Extended Data Figure 2. Cohesin relocation in Ctcf KO MEFs.

Extended Data Figure 2

Binding of Nipbl, CTCF and cohesin (Stag1 and Scc1) at the Nufip2 (a), Gphn (b) and Ublcp1/Rnf145 (c) genes was determined by ChIP-seq analysis in WT MEFs and Ctcf, Smc3 and Wapl KO MEFs.

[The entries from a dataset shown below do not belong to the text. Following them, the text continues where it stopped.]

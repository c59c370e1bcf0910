use std::time::Duration;

use chrono::{TimeZone, Utc};
use dora_collect::collector::{CollectConfig, Collector};
use dora_collect::github::{GitHubClient, GitHubConfig};
use dora_core::error::DoraError;
use dora_core::history::{WriteMode, load_history};
use testkit::{MockResponse, MockServer, github_routes};

const REPO: &str = "octo/app";

fn collector(server: &MockServer) -> Collector {
    let client = GitHubClient::new(&GitHubConfig {
        api_url: server.url(),
        repository: REPO.to_string(),
        token: "test-token".to_string(),
        timeout: Duration::from_secs(5),
    })
    .unwrap();
    Collector::new(
        client,
        CollectConfig {
            branch: "main".to_string(),
            per_page: 100,
            frequency_window: Duration::from_secs(7 * 86_400),
        },
    )
}

#[tokio::test]
async fn computes_frequency_and_lead_time_from_runs() {
    let now = Utc.with_ymd_and_hms(2026, 2, 10, 12, 0, 0).unwrap();
    let server = MockServer::start(github_routes(REPO, now)).await;

    let entry = collector(&server).collect(now).await.unwrap();

    assert_eq!(entry.deployment_frequency, 2);
    assert_eq!(entry.average_lead_time_hours, 2.5);
    assert_eq!(entry.timestamp, now);
}

#[tokio::test]
async fn sends_auth_and_media_type_headers() {
    let now = Utc.with_ymd_and_hms(2026, 2, 10, 12, 0, 0).unwrap();
    let server = MockServer::start(github_routes(REPO, now)).await;

    collector(&server).collect(now).await.unwrap();

    let requests = server.requests();
    let runs = requests
        .iter()
        .find(|r| r.path == "/repos/octo/app/actions/runs")
        .unwrap();
    assert_eq!(runs.authorization.as_deref(), Some("Bearer test-token"));
    assert_eq!(runs.accept.as_deref(), Some("application/vnd.github+json"));
    let query = runs.query.as_deref().unwrap();
    assert!(query.contains("branch=main"));
    assert!(query.contains("per_page=100"));

    let pulls: Vec<_> = requests
        .iter()
        .filter(|r| r.path.ends_with("/pulls"))
        .collect();
    assert_eq!(pulls.len(), 3);
    assert!(pulls.iter().all(|r| {
        r.accept.as_deref() == Some("application/vnd.github.groot-preview+json")
    }));
    assert_eq!(server.hits("/repos/octo/app/commits/bbb222/pulls"), 0);
}

#[tokio::test]
async fn unauthorized_runs_request_fails() {
    let server = MockServer::start([(
        "/repos/octo/app/actions/runs",
        MockResponse::text(401, "Bad credentials"),
    )])
    .await;

    let err = collector(&server).collect(Utc::now()).await.unwrap_err();
    assert!(matches!(err, DoraError::Status { status: 401, .. }));
}

#[tokio::test]
async fn no_runs_yields_zeroes() {
    let server = MockServer::start([(
        "/repos/octo/app/actions/runs",
        MockResponse::json(serde_json::json!({ "total_count": 0 })),
    )])
    .await;

    let entry = collector(&server).collect(Utc::now()).await.unwrap();
    assert_eq!(entry.deployment_frequency, 0);
    assert_eq!(entry.average_lead_time_hours, 0.0);
}

#[tokio::test]
async fn collect_into_appends_history() {
    let now = Utc.with_ymd_and_hms(2026, 2, 10, 12, 0, 0).unwrap();
    let server = MockServer::start(github_routes(REPO, now)).await;
    let dir = tempfile::tempdir().unwrap();
    let path = dir.path().join("dora_metrics.json");

    let collector = collector(&server);
    collector
        .collect_into(&path, WriteMode::Append, now)
        .await
        .unwrap();
    collector
        .collect_into(&path, WriteMode::Append, now)
        .await
        .unwrap();

    let history = load_history(&path);
    assert_eq!(history.len(), 2);
    assert_eq!(history[1]["average_lead_time_hours"], serde_json::json!(2.5));
}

Extended Data Figure 3. Analysis of Ctcf KO-specific cohesin sites.

Extended Data Figure 3

a, Density profiles of CTCF and Stag1 binding at cohesin sites that are commonly found in WT and Ctcf KO cells. The cohesin sites were subdivided based on the detection or absence of a CTCF peak in Ctcf KO cells as determined by the MACS peak-calling program. b, The enrichment of Stag1 binding (n=2) relative to input is shown for WT (black) and Ctcf KO cells (purple) at two TSSs, one CTCF sites and one transcription termination site (TTS). Two independent biological experiments were performed and normalized values with the corresponding standard deviations were plotted. c-d, Cohesin (Stag1 and Scc1) ChIP-seq data of replica (rep) experiments are shown as density heat maps for (c) active and inactive TSSs and (d) TSS- and non-TSS-associated Nipbl-binding sites. Binding data are shown for a region extending from -2.5 kb to +2.5 kb relative to the cohesin peak summit. Heat maps were sorted according to the density of Stag1 binding in Ctcf KO cells (rep 2). A density scale from low (grey) to high (yellow) is shown. e, Categorization of WT-specific, Ctcf KO-specific and commonly found cohesin sites according to their location at active TSSs (H3K4me2+ H3K9ac+) or non-TSS regions with open chromatin (H3K4me2+ H3K9ac+), poised chromatin (H3K4me2+) and no active chromatin marks (rest). Note that one TSS can bind several cohesin sites. Therefore the number of cohesin-bound TSSs and TSS-bound cohesin sites are not necessarily identical.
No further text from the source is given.